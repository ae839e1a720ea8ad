use anyhow::{bail, Context, Result};
use clap::{Args, Parser, Subcommand, ValueEnum};
use common::DEFAULT_WORKERS;
use distributed::{
    generate::generate_file,
    init_logger,
    report::Report,
    strategy::{compare, IsolatedProcess, Sequential, SharedMemory, Strategy, WorkerCommand},
    worker_bin, Corpus, WorkerCount,
};
use std::{path::PathBuf, time::Duration};

#[derive(Parser, Debug)]
#[command(about = "Count words sequentially, with threads and with processes, and compare")]
pub struct Cli {
    /// Also write logs to a daily rolling file in this directory
    #[arg(long, global = true)]
    log_dir: Option<PathBuf>,
    #[command(subcommand)]
    command: Command,
}

#[derive(Subcommand, Debug)]
enum Command {
    /// Count a corpus with the selected strategies and print a report
    Run(RunArgs),
    /// Write a random corpus
    Generate(GenerateArgs),
}

#[derive(Args, Debug)]
struct RunArgs {
    corpus: PathBuf,
    #[arg(short, long, default_value_t = DEFAULT_WORKERS as i64, allow_negative_numbers = true)]
    workers: i64,
    #[arg(short, long, value_enum, default_value_t = Selection::All)]
    strategy: Selection,
    /// Most frequent tokens shown per strategy
    #[arg(long, default_value_t = 10)]
    top: usize,
    /// Show the whole tally
    #[arg(long)]
    full: bool,
    /// Worker executable, defaults to `worker` next to this binary
    #[arg(long)]
    worker_bin: Option<PathBuf>,
    /// Seconds before a worker process is killed
    #[arg(long)]
    worker_timeout: Option<u64>,
}

#[derive(Args, Debug)]
struct GenerateArgs {
    output: PathBuf,
    #[arg(long, default_value_t = 10)]
    size_mb: usize,
    #[arg(long)]
    seed: Option<u64>,
}

#[derive(Debug, Clone, Copy, PartialEq, Eq, ValueEnum)]
enum Selection {
    All,
    Sequential,
    SharedMemory,
    IsolatedProcess,
}

impl RunArgs {
    fn strategies(&self) -> Result<Vec<Box<dyn Strategy>>> {
        let mut strategies: Vec<Box<dyn Strategy>> = Vec::new();
        if matches!(self.strategy, Selection::All | Selection::Sequential) {
            strategies.push(Box::new(Sequential));
        }
        if matches!(self.strategy, Selection::All | Selection::SharedMemory) {
            strategies.push(Box::new(SharedMemory));
        }
        if matches!(self.strategy, Selection::All | Selection::IsolatedProcess) {
            let program = match &self.worker_bin {
                Some(path) => path.clone(),
                None => worker_bin().context("locate worker binary")?,
            };
            let command = WorkerCommand::new(program)
                .timeout(self.worker_timeout.map(Duration::from_secs));
            strategies.push(Box::new(IsolatedProcess::new(command)));
        }
        Ok(strategies)
    }
}

fn run(args: RunArgs) -> Result<()> {
    // both checks happen before any strategy starts
    let workers = WorkerCount::new(args.workers)?;
    let corpus = Corpus::open(&args.corpus)?;
    let strategies = args.strategies()?;

    let outcomes = compare(&strategies, &corpus, workers);
    let report = Report {
        corpus: corpus.name(),
        workers,
        outcomes,
        top: args.top,
        full: args.full,
    };
    print!("{report}");

    let failures = report.failures();
    if failures > 0 {
        bail!("{failures} of {} strategies failed", report.outcomes.len());
    }
    Ok(())
}

fn main() -> Result<()> {
    let cli = Cli::parse();
    let _guard = init_logger(cli.log_dir.as_deref());

    match cli.command {
        Command::Run(args) => run(args),
        Command::Generate(args) => {
            generate_file(&args.output, args.size_mb, args.seed)
                .with_context(|| format!("write {}", args.output.display()))?;
            Ok(())
        }
    }
}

:: What is needed ::
The only acceptable answer is a number: how many lines of the listing contain the word "Duration".

:: Result of the task ::
2